**TASK STATEMENT**
Send back exactly the lines from the opening line of the records below through the one with "let path = base.join(self.relative_path());".

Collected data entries
--- START ---

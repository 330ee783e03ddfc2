use std::path::{Path, PathBuf};

use eyre::Result;

/// Header placed at the top of every generated source file.
pub const GENERATED_HEADER: &str = "// This file is generated by daogen. Do not edit by hand.";

/// Trait for types that represent a generated file
pub trait GeneratedFile {
    /// Get the file path relative to the output directory
    fn relative_path(&self) -> PathBuf;

    /// Get the rules for writing this file
    fn rules(&self) -> FileRules {
        FileRules::default()
    }

    /// Render the file content (without header)
    fn render(&self) -> String;

    /// Render the file content, prefixed with the header from the rules
    fn render_with_header(&self) -> String {
        let content = self.render();
        match self.rules().header {
            Some(header) => format!("{}\n\n{}", header, content),
            None => content,
        }
    }

    /// Write the file below `base`
    fn write(&self, base: &Path) -> Result<WriteResult> {
        let path = base.join(self.relative_path());
        let rules = self.rules();

        match rules.overwrite {
            Overwrite::Always => {
                write_file(&path, &self.render_with_header())?;
                Ok(WriteResult::Written)
            }
            Overwrite::IfMissing => {
                if path.exists() {
                    Ok(WriteResult::Skipped)
                } else {
                    write_file(&path, &self.render_with_header())?;
                    Ok(WriteResult::Written)
                }
            }
        }
    }
}

fn write_file(path: &Path, content: &str) -> Result<()> {
    if let Some(parent) = path.parent() {
        std::fs::create_dir_all(parent)?;
    }
    std::fs::write(path, content)?;
    Ok(())
}

/// Result of a write operation
#[derive(Debug, Clone, Copy, PartialEq, Eq)]
pub enum WriteResult {
    /// File was written
    Written,
    /// File was skipped (already exists)
    Skipped,
}

/// A rendered file ready to be written, with a path relative to the output directory.
#[derive(Debug, Clone, PartialEq)]
pub struct File {
    path: PathBuf,
    content: String,
    rules: FileRules,
}

impl File {
    /// Create a new file with the given path and content (default rules: always overwrite)
    pub fn new(path: impl Into<PathBuf>, content: impl Into<String>) -> Self {
        Self {
            path: path.into(),
            content: content.into(),
            rules: FileRules::default(),
        }
    }

    /// Replace the write rules.
    pub fn with_rules(mut self, rules: FileRules) -> Self {
        self.rules = rules;
        self
    }

    /// Get the relative file path
    pub fn path(&self) -> &Path {
        &self.path
    }

    /// Get the file content
    pub fn content(&self) -> &str {
        &self.content
    }
}

impl GeneratedFile for File {
    fn relative_path(&self) -> PathBuf {
        self.path.clone()
    }

    fn rules(&self) -> FileRules {
        self.rules.clone()
    }

    fn render(&self) -> String {
        self.content.clone()
    }
}

/// Rules that determine how a file should be written
#[derive(Debug, Clone, PartialEq, Eq)]
pub struct FileRules {
    pub overwrite: Overwrite,
    pub header: Option<&'static str>,
}

/// How to handle existing files
#[derive(Debug, Clone, Copy, PartialEq, Eq)]
pub enum Overwrite {
    /// Always overwrite (generated code)
    Always,
    /// Only create if file doesn't exist (user-owned stubs)
    IfMissing,
}

impl Default for FileRules {
    fn default() -> Self {
        Self {
            overwrite: Overwrite::Always,
            header: None,
        }
    }
}

impl FileRules {
    /// Rules for fully generated sources: always overwrite, with the generated header.
    pub fn generated() -> Self {
        Self {
            overwrite: Overwrite::Always,
            header: Some(GENERATED_HEADER),
        }
    }
}

#[cfg(test)]
mod tests {
    use std::fs;

    use tempfile::TempDir;

    use super::*;

    #[test]
    fn test_write_file_creates_parent_dirs() {
        let temp = TempDir::new().unwrap();
        let path = temp.path().join("a").join("b").join("test.rs");

        write_file(&path, "nested").unwrap();

        assert!(path.exists());
        assert_eq!(fs::read_to_string(&path).unwrap(), "nested");
    }

    #[test]
    fn test_file_write_always_overwrites() {
        let temp = TempDir::new().unwrap();
        fs::write(temp.path().join("mod.rs"), "original").unwrap();

        let file = File::new("mod.rs", "updated");
        let result = file.write(temp.path()).unwrap();

        assert_eq!(result, WriteResult::Written);
        assert_eq!(
            fs::read_to_string(temp.path().join("mod.rs")).unwrap(),
            "updated"
        );
    }

    #[test]
    fn test_file_write_if_missing_skips_existing() {
        let temp = TempDir::new().unwrap();
        fs::write(temp.path().join("existing.rs"), "original").unwrap();

        let file = File::new("existing.rs", "should not write").with_rules(FileRules {
            overwrite: Overwrite::IfMissing,
            header: None,
        });
        let result = file.write(temp.path()).unwrap();

        assert_eq!(result, WriteResult::Skipped);
        assert_eq!(
            fs::read_to_string(temp.path().join("existing.rs")).unwrap(),
            "original"
        );
    }

    #[test]
    fn test_generated_rules_prepend_header() {
        let file = File::new("tables/mod.rs", "pub mod something;\n")
            .with_rules(FileRules::generated());

        let rendered = file.render_with_header();
        assert!(rendered.starts_with(GENERATED_HEADER));
        assert!(rendered.ends_with("pub mod something;\n"));
    }
}
//! Structured Rust source files: imports followed by body items.

use daogen_codegen::{CodeBuilder, CodeFragment, Indent, Renderable};

/// A Rust use statement.
#[derive(Debug, Clone, PartialEq, Eq)]
pub struct Use {
    module: String,
    symbols: Vec<String>,
}

impl Use {
    /// Create a use statement for a module.
    pub fn new(module: impl Into<String>) -> Self {
        Self {
            module: module.into(),
            symbols: Vec::new(),
        }
    }

    /// Add a symbol to import from the module.
    pub fn symbol(mut self, symbol: impl Into<String>) -> Self {
        self.symbols.push(symbol.into());
        self
    }

    /// Add multiple symbols to import.
    pub fn symbols(mut self, symbols: impl IntoIterator<Item = impl Into<String>>) -> Self {
        self.symbols.extend(symbols.into_iter().map(Into::into));
        self
    }

    fn format(&self) -> String {
        match self.symbols.as_slice() {
            [] => format!("use {};", self.module),
            [symbol] => format!("use {}::{};", self.module, symbol),
            symbols => format!("use {}::{{{}}};", self.module, symbols.join(", ")),
        }
    }
}

impl Renderable for Use {
    fn to_fragments(&self) -> Vec<CodeFragment> {
        vec![CodeFragment::Line(self.format())]
    }
}

/// A Rust file organized into imports and body items.
#[derive(Debug, Default)]
pub struct RustFile {
    doc: Option<String>,
    uses: Vec<Use>,
    body: Vec<Vec<CodeFragment>>,
}

impl RustFile {
    pub fn new() -> Self {
        Self::default()
    }

    /// Inner module documentation (`//!`).
    pub fn doc(mut self, doc: impl Into<String>) -> Self {
        self.doc = Some(doc.into());
        self
    }

    pub fn use_stmt(mut self, use_stmt: Use) -> Self {
        self.uses.push(use_stmt);
        self
    }

    pub fn use_stmts(mut self, uses: impl IntoIterator<Item = Use>) -> Self {
        self.uses.extend(uses);
        self
    }

    /// Add a body element (any Renderable).
    #[allow(clippy::should_implement_trait)]
    pub fn add<R: Renderable>(mut self, node: R) -> Self {
        self.body.push(node.to_fragments());
        self
    }

    /// Add a body element that is rendered without a blank line before it.
    pub fn attach<R: Renderable>(mut self, node: R) -> Self {
        match self.body.last_mut() {
            Some(last) => last.extend(node.to_fragments()),
            None => self.body.push(node.to_fragments()),
        }
        self
    }

    /// Render with Rust indentation (4 spaces).
    pub fn render(&self) -> String {
        let mut builder = CodeBuilder::new(Indent::RUST);

        if let Some(doc) = &self.doc {
            for line in doc.lines() {
                if line.is_empty() {
                    builder.push_line("//!");
                } else {
                    builder.push_line(&format!("//! {}", line));
                }
            }
            if !self.uses.is_empty() || !self.body.is_empty() {
                builder.push_blank();
            }
        }

        for use_stmt in &self.uses {
            builder.emit(use_stmt);
        }

        if !self.uses.is_empty() && !self.body.is_empty() {
            builder.push_blank();
        }

        for (i, fragments) in self.body.iter().enumerate() {
            if i > 0 {
                builder.push_blank();
            }
            for fragment in fragments {
                builder.apply_fragment(fragment.clone());
            }
        }

        builder.build()
    }

    pub fn is_empty(&self) -> bool {
        self.uses.is_empty() && self.body.is_empty()
    }
}

#[cfg(test)]
mod tests {
    use super::*;

    #[test]
    fn test_empty_file() {
        let file = RustFile::new();
        assert!(file.is_empty());
        assert_eq!(file.render(), "");
    }

    #[test]
    fn test_use_forms() {
        assert_eq!(Use::new("super::tables").format(), "use super::tables;");
        assert_eq!(
            Use::new("daogen_runtime").symbol("Dao").format(),
            "use daogen_runtime::Dao;"
        );
        assert_eq!(
            Use::new("daogen_runtime").symbols(["Dao", "DaoResult"]).format(),
            "use daogen_runtime::{Dao, DaoResult};"
        );
    }

    #[test]
    fn test_doc_uses_and_body() {
        let file = RustFile::new()
            .doc("Generated enums.")
            .use_stmt(Use::new("daogen_runtime").symbol("SqlValue"))
            .add(CodeFragment::line("pub struct A;"))
            .add(CodeFragment::line("pub struct B;"))
            .attach(CodeFragment::line("pub struct C;"));
        assert_eq!(
            file.render(),
            "//! Generated enums.\n\nuse daogen_runtime::SqlValue;\n\npub struct A;\n\npub struct B;\npub struct C;\n"
        );
    }
}
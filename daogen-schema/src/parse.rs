//! Raw TOML structures and their assembly into descriptors.

use std::collections::HashMap;

use daogen_core::{to_pascal_case, to_snake_case};
use indexmap::IndexMap;
use serde::Deserialize;

use crate::{
    ColumnDescriptor, ConverterKind, DataType, EnumDescriptor, GeneratorConfig, KeyDescriptor,
    KeyMembership, MAX_SUPPORTED_KEY_DEGREE, Result, SchemaDescriptor, TableDescriptor,
    validate::ParseContext,
};

#[derive(Debug, Deserialize)]
#[serde(deny_unknown_fields)]
pub(crate) struct RawSchema {
    #[serde(default)]
    generator: GeneratorConfig,
    #[serde(default)]
    enums: IndexMap<String, RawEnum>,
    #[serde(default)]
    tables: Vec<RawTable>,
}

#[derive(Debug, Deserialize)]
#[serde(deny_unknown_fields)]
struct RawEnum {
    literals: Vec<String>,
}

#[derive(Debug, Deserialize)]
#[serde(deny_unknown_fields)]
struct RawTable {
    name: String,
    #[serde(default)]
    primary_key: Vec<String>,
    #[serde(default)]
    unique_keys: Vec<Vec<String>>,
    #[serde(default)]
    columns: Vec<RawColumn>,
}

#[derive(Debug, Deserialize)]
#[serde(deny_unknown_fields)]
struct RawColumn {
    name: String,
    #[serde(rename = "type")]
    data_type: DataType,
    #[serde(default = "default_nullable")]
    nullable: bool,
    #[serde(default)]
    converter: Option<RawConverter>,
    #[serde(default, rename = "enum")]
    enum_type: Option<String>,
}

fn default_nullable() -> bool {
    true
}

#[derive(Debug, Deserialize)]
#[serde(untagged)]
enum RawConverter {
    Named(String),
    Custom { custom: String },
}

impl RawSchema {
    /// Validate the raw schema and assemble the descriptor graph.
    pub(crate) fn into_descriptor(self, ctx: &ParseContext<'_>) -> Result<SchemaDescriptor> {
        if !(1..=MAX_SUPPORTED_KEY_DEGREE).contains(&self.generator.max_key_degree) {
            return Err(ctx.validation_error(
                format!(
                    "max_key_degree must be between 1 and {}",
                    MAX_SUPPORTED_KEY_DEGREE
                ),
                "max_key_degree",
            ));
        }

        // Generated names are case conversions, so distinct inputs can collide
        let mut enum_types = Claims::default();
        let mut enums = IndexMap::new();
        for (name, raw) in self.enums {
            let enum_ctx = ctx.push("enums");
            enum_ctx.validate_name(&name, "enum", true)?;
            if raw.literals.is_empty() {
                return Err(ctx.validation_error(
                    format!("enum '{}' must declare at least one literal", name),
                    &name,
                ));
            }
            enum_types.claim(ctx, to_pascal_case(&name), "enum", &name)?;
            let mut variants = Claims::default();
            for literal in &raw.literals {
                variants.claim(ctx, variant_ident(literal), "literal", literal)?;
            }
            enums.insert(
                name.clone(),
                EnumDescriptor {
                    name,
                    literals: raw.literals,
                },
            );
        }

        let mut modules = Claims::default();
        let mut table_types = Claims::default();
        let mut tables: Vec<TableDescriptor> = Vec::with_capacity(self.tables.len());
        for raw in self.tables {
            if tables.iter().any(|t| t.name == raw.name) {
                return Err(ctx.validation_error(
                    format!("table '{}' is declared more than once", raw.name),
                    &raw.name,
                ));
            }
            modules.claim(ctx, to_snake_case(&raw.name), "table", &raw.name)?;
            let type_name = to_pascal_case(&raw.name);
            // Table modules import the enums they use
            for derived in [
                type_name.clone(),
                format!("{}Record", type_name),
                format!("I{}", type_name),
                format!("{}Id", type_name),
                format!("{}Dao", type_name),
            ] {
                enum_types.check(ctx, &derived, "table", &raw.name)?;
            }
            table_types.claim(ctx, type_name, "table", &raw.name)?;
            tables.push(raw.assemble(ctx, &enums)?);
        }

        Ok(SchemaDescriptor {
            config: self.generator,
            enums,
            tables,
        })
    }
}

impl RawTable {
    fn assemble(
        self,
        ctx: &ParseContext<'_>,
        enums: &IndexMap<String, EnumDescriptor>,
    ) -> Result<TableDescriptor> {
        let RawTable {
            name,
            primary_key,
            unique_keys: raw_unique_keys,
            columns: raw_columns,
        } = self;

        ctx.validate_name(&name, "table", true)?;
        let table_ctx = ctx.push("tables");

        let mut seen: HashMap<String, String> = HashMap::new();
        let mut columns = Vec::with_capacity(raw_columns.len());
        for raw in raw_columns {
            table_ctx.validate_name(&raw.name, "column", false)?;

            // Identifiers are derived from the snake_case form, so those must not collide
            let ident = to_snake_case(&raw.name);
            if let Some(existing) = seen.get(&ident) {
                return Err(ctx.duplicate_column_error(&name, &raw.name, existing));
            }
            seen.insert(ident, raw.name.clone());

            columns.push(raw.into_column(&name, ctx, enums)?);
        }

        let primary_key = if primary_key.is_empty() {
            None
        } else {
            let key_name = format!("{}_pkey", name);
            Some(resolve_key(ctx, &name, &columns, &primary_key, key_name, true)?)
        };

        let mut unique_keys = Vec::with_capacity(raw_unique_keys.len());
        for key_columns in &raw_unique_keys {
            if key_columns.is_empty() {
                return Err(ctx.validation_error(
                    format!("table '{}' declares an empty unique key", name),
                    &name,
                ));
            }
            let key_name = format!("{}_{}_key", name, key_columns.join("_"));
            unique_keys.push(resolve_key(
                ctx,
                &name,
                &columns,
                key_columns,
                key_name,
                false,
            )?);
        }

        // Record memberships on the columns, primary key first
        for key in primary_key.iter().chain(unique_keys.iter()) {
            let membership = KeyMembership {
                key: key.name.clone(),
                degree: key.degree(),
                is_primary: key.is_primary,
            };
            for column in columns.iter_mut().filter(|c| key.contains(&c.name)) {
                column.unique_keys.push(membership.clone());
            }
        }

        // Keys carry copies of their columns, refreshed with the memberships
        let refresh = |key: KeyDescriptor| KeyDescriptor {
            columns: key
                .columns
                .iter()
                .filter_map(|kc| columns.iter().find(|c| c.name == kc.name).cloned())
                .collect(),
            ..key
        };
        let primary_key = primary_key.map(refresh);
        let unique_keys = unique_keys.into_iter().map(refresh).collect();

        Ok(TableDescriptor {
            name,
            columns,
            primary_key,
            unique_keys,
        })
    }
}

/// Generated identifiers already taken, with the declaration that took each.
#[derive(Default)]
struct Claims(HashMap<String, String>);

impl Claims {
    fn check(&self, ctx: &ParseContext<'_>, ident: &str, kind: &str, name: &str) -> Result<()> {
        match self.0.get(ident) {
            Some(owner) => Err(ctx.validation_error(
                format!(
                    "{} '{}' generates `{}`, which {} also generates",
                    kind, name, ident, owner
                ),
                name,
            )),
            None => Ok(()),
        }
    }

    fn claim(
        &mut self,
        ctx: &ParseContext<'_>,
        ident: String,
        kind: &str,
        name: &str,
    ) -> Result<()> {
        self.check(ctx, &ident, kind, name)?;
        self.0.insert(ident, format!("{} '{}'", kind, name));
        Ok(())
    }
}

/// Variant identifier for an enum literal, before keyword escaping.
fn variant_ident(literal: &str) -> String {
    let name = to_pascal_case(literal);
    if name.starts_with(|c: char| c.is_ascii_digit()) {
        format!("V{}", name)
    } else {
        name
    }
}

fn resolve_key(
    ctx: &ParseContext<'_>,
    table: &str,
    columns: &[ColumnDescriptor],
    names: &[String],
    key_name: String,
    is_primary: bool,
) -> Result<KeyDescriptor> {
    let mut key_columns: Vec<ColumnDescriptor> = Vec::with_capacity(names.len());
    for name in names {
        let column = columns
            .iter()
            .find(|c| &c.name == name)
            .ok_or_else(|| ctx.unknown_key_column_error(table, name))?;
        if key_columns.iter().any(|c| &c.name == name) {
            return Err(ctx.validation_error(
                format!("column '{}' appears twice in key '{}'", name, key_name),
                name,
            ));
        }
        key_columns.push(column.clone());
    }
    Ok(KeyDescriptor {
        name: key_name,
        columns: key_columns,
        is_primary,
    })
}

impl RawColumn {
    fn into_column(
        self,
        table: &str,
        ctx: &ParseContext<'_>,
        enums: &IndexMap<String, EnumDescriptor>,
    ) -> Result<ColumnDescriptor> {
        let converter = match self.converter {
            None => None,
            Some(RawConverter::Named(name)) => match name.as_str() {
                "json-object" => Some(ConverterKind::JsonObject),
                "json-array" => Some(ConverterKind::JsonArray),
                other => {
                    return Err(ctx.validation_error(
                        format!(
                            "unknown converter '{}' on column '{}', expected \"json-object\", \"json-array\" or {{ custom = \"<type>\" }}",
                            other, self.name
                        ),
                        other,
                    ));
                }
            },
            Some(RawConverter::Custom { custom }) => Some(ConverterKind::Custom(custom)),
        };

        if let Some(enum_name) = &self.enum_type {
            if !enums.contains_key(enum_name) {
                return Err(ctx.unknown_enum_error(&self.name, enum_name));
            }
        }

        Ok(ColumnDescriptor {
            name: self.name,
            data_type: self.data_type,
            nullable: self.nullable,
            table: table.to_string(),
            unique_keys: Vec::new(),
            converter,
            enum_type: self.enum_type,
        })
    }
}
//! Rust enum builder.

use daogen_codegen::{CodeFragment, Renderable};

/// A unit variant in a Rust enum.
#[derive(Debug, Clone)]
pub struct Variant {
    pub name: String,
    pub doc: Option<String>,
}

impl Variant {
    pub fn new(name: impl Into<String>) -> Self {
        Self {
            name: name.into(),
            doc: None,
        }
    }

    pub fn doc(mut self, doc: impl Into<String>) -> Self {
        self.doc = Some(doc.into());
        self
    }
}

/// Builder for Rust enums.
#[derive(Debug, Clone)]
pub struct Enum {
    name: String,
    doc: Option<String>,
    derives: Vec<String>,
    variants: Vec<Variant>,
}

impl Enum {
    pub fn new(name: impl Into<String>) -> Self {
        Self {
            name: name.into(),
            doc: None,
            derives: Vec::new(),
            variants: Vec::new(),
        }
    }

    pub fn doc(mut self, doc: impl Into<String>) -> Self {
        self.doc = Some(doc.into());
        self
    }

    pub fn derives(mut self, derives: &[&str]) -> Self {
        self.derives.extend(derives.iter().map(|d| d.to_string()));
        self
    }

    pub fn variant(mut self, variant: Variant) -> Self {
        self.variants.push(variant);
        self
    }

    fn variants_to_fragments(&self) -> Vec<CodeFragment> {
        self.variants
            .iter()
            .flat_map(|variant| {
                let mut fragments = Vec::new();
                if let Some(doc) = &variant.doc {
                    fragments.push(CodeFragment::doc(doc));
                }
                fragments.push(CodeFragment::Line(format!("{},", variant.name)));
                fragments
            })
            .collect()
    }
}

impl Renderable for Enum {
    fn to_fragments(&self) -> Vec<CodeFragment> {
        let mut fragments: Vec<CodeFragment> = self
            .doc
            .iter()
            .flat_map(|doc| doc.lines().map(CodeFragment::doc))
            .collect();

        if !self.derives.is_empty() {
            fragments.push(CodeFragment::Line(format!(
                "#[derive({})]",
                self.derives.join(", ")
            )));
        }

        if self.variants.is_empty() {
            fragments.push(CodeFragment::Line(format!("pub enum {} {{}}", self.name)));
        } else {
            fragments.push(CodeFragment::braced(
                format!("pub enum {} {{", self.name),
                self.variants_to_fragments(),
            ));
        }
        fragments
    }
}

#[cfg(test)]
mod tests {
    use daogen_codegen::builder::render;

    use super::*;

    #[test]
    fn test_enum_with_variants() {
        let e = render(
            &Enum::new("Status")
                .derives(&["Debug", "Clone", "Copy"])
                .variant(Variant::new("Active").doc("`ACTIVE`"))
                .variant(Variant::new("Inactive")),
        );
        assert_eq!(
            e,
            "#[derive(Debug, Clone, Copy)]\npub enum Status {\n    /// `ACTIVE`\n    Active,\n    Inactive,\n}\n"
        );
    }
}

--- END ---

**RESULT OF THIS EXERCISE**
repository 330ee783e03ddfc2
use std::path::{Path, PathBuf};

use eyre::Result;

/// Header placed at the top of every generated source file.
pub const GENERATED_HEADER: &str = "// This file is generated by daogen. Do not edit by hand.";

/// Trait for types that represent a generated file
pub trait GeneratedFile {
    /// Get the file path relative to the output directory
    fn relative_path(&self) -> PathBuf;

    /// Get the rules for writing this file
    fn rules(&self) -> FileRules {
        FileRules::default()
    }

    /// Render the file content (without header)
    fn render(&self) -> String;

    /// Render the file content, prefixed with the header from the rules
    fn render_with_header(&self) -> String {
        let content = self.render();
        match self.rules().header {
            Some(header) => format!("{}\n\n{}", header, content),
            None => content,
        }
    }

    /// Write the file below `base`
    fn write(&self, base: &Path) -> Result<WriteResult> {
        let path = base.join(self.relative_path());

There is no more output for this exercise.